The Indian government closed international and domestic air travel to contain the spread of novel coronavirus, or COVID-19. While suspension of all international services was announced first, after just few days, a total suspension of air traffic was announced, thereby, vacating the skies of India of any commercial flights.
Suspending all domestic air travel was an act well timed – 48 hours after the last scheduled international flight, which meant that passengers having connecting flights had reached their destinations. With less than 48 hours to plan, execute and shut down, it was a scramble for airlines to get planes to base along with the crew.
With the uncertainty regarding the duration of the aviation closure, it was imperative that the airlines send the crew back to their home base. Accordingly, as soon as the government announced the deadline of 11:59pm on March 24, 2020, for the last of flights to land, a new scramble erupted. A battle to store the aircraft. An endeavour to park them where they can be secured and safe.
Delhi airport – India’s largest by traffic and area — had already closed one of its three runways for parking of planes. This was not an unseen phenomenon. Zurich, Frankfurt, Atlanta – a lot of global peers — among others, had done the same. But India has a different problem. The nation is still partially regulated and airlines do require permission from airport operator or the government for night parking an aircraft. An aircraft cannot be imported without having night parking in place. As a result, the over 650 aircraft have a designated night parking slot when they were imported and allowed to operate in India. Thus, ideally, every aircraft should have a dedicated parking space, at least on paper. However, with majority of the airlines in the country being Low Cost Carriers, airlines obtain night parking permission from one airport and rotate the aircraft the whole night without really parking there, which is a common practice with LCCs as their business model is built around ensuring that every aircraft is fully utilised. With a lockdown in place, it was imperative that the crew had to return to base and hence additional pressure was put on major cities, further disturbing the parking pattern of over 650 aircraft.
So, how is India tackling the aircraft parking issue? Delhi has one-third of India’s commercial fleet parked after the grounding. A staggering 205 aircraft across airlines are parked at the New Delhi airport.
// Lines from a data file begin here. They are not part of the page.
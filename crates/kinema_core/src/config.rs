//! Evaluator configuration

use serde::{Deserialize, Serialize};

/// Tuning knobs for [`NodeGraph`](crate::graph::NodeGraph) evaluation
#[derive(Clone, Copy, Debug, PartialEq, Serialize, Deserialize)]
#[serde(default)]
pub struct EvalConfig {
    /// Largest clock delta a single spring step may consume, in
    /// milliseconds. Longer gaps (a stalled frame, a backgrounded app) are
    /// treated as this long.
    pub max_delta_ms: f64,
    /// Maximum expression nesting depth
    pub max_depth: usize,
}

impl Default for EvalConfig {
    fn default() -> Self {
        Self {
            max_delta_ms: 64.0,
            max_depth: 1024,
        }
    }
}

#[cfg(test)]
mod tests {
    use super::*;

    #[test]
    fn test_partial_toml_keeps_defaults() {
        let config: EvalConfig = toml::from_str("max_depth = 64").unwrap();
        assert_eq!(config.max_depth, 64);
        assert_eq!(config.max_delta_ms, 64.0);
    }

    #[test]
    fn test_json_roundtrip() {
        let config = EvalConfig {
            max_delta_ms: 32.0,
            max_depth: 10,
        };
        let json = serde_json::to_string(&config).unwrap();
        let back: EvalConfig = serde_json::from_str(&json).unwrap();
        assert_eq!(back, config);
    }
}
Mumbai is home to nearly 100 aircraft across airlines being parked, followed by Bengaluru, which has 71 aircraft, and Hyderabad with 61. Kolkata is housing 54 aircraft, while Chennai being an abode to 53. And here lies the logistic nightmare: IndiGo has parked its aircraft at eighteen airports across the country, while SpiceJet and GoAir have parked at eleven airports each. Air India has parked its aircraft at seven airports in the country, while Vistara and AirAsia India have parked their aircraft at six and five airports, respectively.
A parked plane does require some maintenance and airlines would be using minimal manpower for the same, at times, at places where facilities for carrying out the maintenance might not be always guaranteed, since aircraft are now distributed throughout the country. And thus, when the restrictions will be lifted, they would be in phases and when it happens, it would imply another logistical nightmare for the airlines for route management and crew transportation.
What do you think about the after effects of this shutdown? How long will it take for airlines to return to business as usual? And most importantly, do you think it would be ‘usual’ in the first place?